MASIH kuat rasa kekhawatiran sebagian kalangan terhadap dibukanya gerbang Masyarakat Ekonomi ASEAN (MEA) seluas-luasnya pada akhir tahun ini. Namun, pelaku usaha yang tergabung dalam Asosiasi Pengusaha Indonesia (Apindo) menyatakan sudah bukan saatnya lagi menaruh kekhawatiran, melainkan bagaimana menyikapi era globalisasi dengan memperkuat daya saing.
"Memang perlu ditelaah juga, apa saja komponen daya saing yang harus dipacu. Bisa dimulai dari penurunan tarif listrik atau upah buruh yang bisa diprediksi. Itu sangat berpengaruh terhadap cost competitiveness," kata Ketua Industri Manufaktur Apindo Johnny Darmawan saat ditemui di Menara Permata Kuningan, baru-baru ini.
Ia mengamini daya saing industri dalam negeri masih terbilang lemah ketimbang negara-negara tetangga. Hal itu tidak terlepas dari orientasi industri di masa lalu yang sekitar 60% berkutat pada komoditas. Sementara itu, tiga tahun terakhir harga komoditas terus bergerak melemah. "Arah (pemerintah) untuk mengubah orientasi itu kita lihat sudah ada. Perlahan investasi yang datang lebih didorong untuk mengembangkan industri manufaktur yang memiliki value added," sambung Johnny.
Ia menilai paling tidak ada dua sektor industri manufaktur yang dinilainya siap bersaing di kancah global, yaitu sektor otomotif dan 'wood based'.
Dalam kesempatan sama, Ketua Umum Apindo Hariyadi Sukamdani menambahkan Indonesia harus menangkap peluang dari MEA dengan menjadikan diri sebagai basis produksi di ASEAN. Potensi pasar yang dimiliki Indonesia dengan 250 juta penduduk sudah sepatutnya tidak cuma bermanfaat untuk negara lain, seperti Thailand atau Vietnam.
"Kalau kita tidak bisa waspada dengan memperkuat daya saing, bisa-bisa industri domestik terlibas.

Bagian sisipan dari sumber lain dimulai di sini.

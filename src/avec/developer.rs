//! Resolution of developer fields declared by `field_description` records.

use std::collections::HashMap;

use tracing::debug;

use crate::profile::FIELD_DESCRIPTION;
use crate::sans::data::BaseType;

use super::file::Record;

/// A developer field as declared by a `field_description` record.
#[derive(Debug, Clone, PartialEq)]
pub struct DeveloperFieldDescriptor {
    pub developer_data_index: u8,
    pub field_number: u8,
    pub base_type: BaseType,
    pub name: Option<String>,
    pub scale: f64,
    pub offset: f64,
    pub units: Option<String>,
    /// The global message and field this field stands in for, if any.
    pub native_message: Option<u16>,
    pub native_field: Option<u8>,
}

impl DeveloperFieldDescriptor {
    /// Extract a descriptor from a `field_description` record.
    ///
    /// Fields are read by number, so this works with any catalog. Returns
    /// `None` if the developer data index or field number is missing.
    pub fn from_record(record: &Record<'_>) -> Option<Self> {
        let uint = |n| record.get_by_number(n).and_then(|v| v.as_u64());
        let string = |n| {
            record
                .get_by_number(n)
                .and_then(|v| v.as_str().map(str::to_owned))
        };

        Some(Self {
            developer_data_index: u8::try_from(uint(0)?).ok()?,
            field_number: u8::try_from(uint(1)?).ok()?,
            base_type: uint(2)
                .and_then(|id| u8::try_from(id).ok())
                .and_then(BaseType::from_id)
                .unwrap_or(BaseType::Byte),
            name: string(3),
            // A zero scale would divide by zero.
            scale: uint(6).filter(|s| *s != 0).map_or(1.0, |s| s as f64),
            offset: record
                .get_by_number(7)
                .and_then(|v| v.as_i64())
                .map_or(0.0, |o| o as f64),
            units: string(8),
            native_message: uint(14).and_then(|n| u16::try_from(n).ok()),
            native_field: uint(15).and_then(|n| u8::try_from(n).ok()),
        })
    }
}

/// Developer fields declared so far in a document, keyed by developer data
/// index and field number.
#[derive(Debug, Default, Clone)]
pub struct DeveloperFields(HashMap<(u8, u8), DeveloperFieldDescriptor>);

impl DeveloperFields {
    /// Register the declaration carried by a `field_description` record.
    /// Records of other messages are ignored.
    ///
    /// A later declaration of the same field replaces the earlier one.
    pub fn register(&mut self, record: &Record<'_>) {
        if record.global_message() != FIELD_DESCRIPTION {
            return;
        }

        let Some(descriptor) = DeveloperFieldDescriptor::from_record(record) else {
            debug!("Found field description without a developer data index or field number.");
            return;
        };

        let key = (descriptor.developer_data_index, descriptor.field_number);
        if self.0.insert(key, descriptor).is_some() {
            debug!(
                developer_data_index = key.0,
                field_number = key.1,
                "Replaced developer field description."
            );
        }
    }

    pub fn resolve(
        &self,
        developer_data_index: u8,
        field_number: u8,
    ) -> Option<&DeveloperFieldDescriptor> {
        self.0.get(&(developer_data_index, field_number))
    }
}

Tapi jangan berkecil hati, peluang kita untuk menjadi pemain di ASEAN masih terbuka luas," ucapnya optimistis. Keliru besar Pemerintah, sambung Hariyadi, perlu memprioritaskan kajian terhadap sejumlah skema perdagangan bebas lainnya. Dalam waktu dekat, Indonesia digadang-gadang akan mendeklarasikan keikutsertaan dalam Regional Comprehensive Economic Partnership (RCEP). Begitu juga pakta perdagangan bebas dengan Uni Eropa tengah dalam tahap pengkajian.
Niatan pemerintah yang diutarakan langsung Presiden Joko Widodo kepada Presiden Amerika Serikat Barack Obama untuk bergabung dalam perjanjian Trans-Pacific Partnership (TPP) memang harus dicermati dengan hati-hati. Apalagi Indonesia tidak ikut merumuskan platform perjanjian TPP. "Asalkan negosiasi yang diciptakan menguntungkan dan berdampak positif bagi Indonesia, kami dukung," kata dia.
Dalam kesempatan terpisah, Presiden Joko Widodo kembali menegaskan Indonesia harus memperhitungkan untung ruginya mengikuti blok-blok dagang. Khusus menghadapi MEA, kesiapan harus jadi hal mutlak. Di depan para pemimpin TNI di Mabes TNI Cilangkap Jakarta, kemarin, ia menyebut sejumlah kepala negara dan kepala pemerintahan di ASEAN yang justru khawatir terhadap Indonesia. "Mereka berbisik-bisik ke saya, 'Kita khawatir produk Indonesia membanjiri negara kita'. Terlebih, pasar tenaga kerja akan direbut Indonesia yang dikenal terampil dan tekun," ungkapnya.
Maka itu, Indonesia tidak perlu ikut-ikutan cemas menghadapi MEA. "Orang lain khawatir, kok kita ikut takut. Ini keliru besar."
Lebih lanjut, Jokowi meminta TNI turut mengawasi dan menangkal masuknya barang-barang ilegal dari luar negeri ke Indonesia. Ia menilai produk yang masuk secara legal saja bisa mengancam produksi lokal, apalagi yang masuk secara ilegal. (Pol/E-2)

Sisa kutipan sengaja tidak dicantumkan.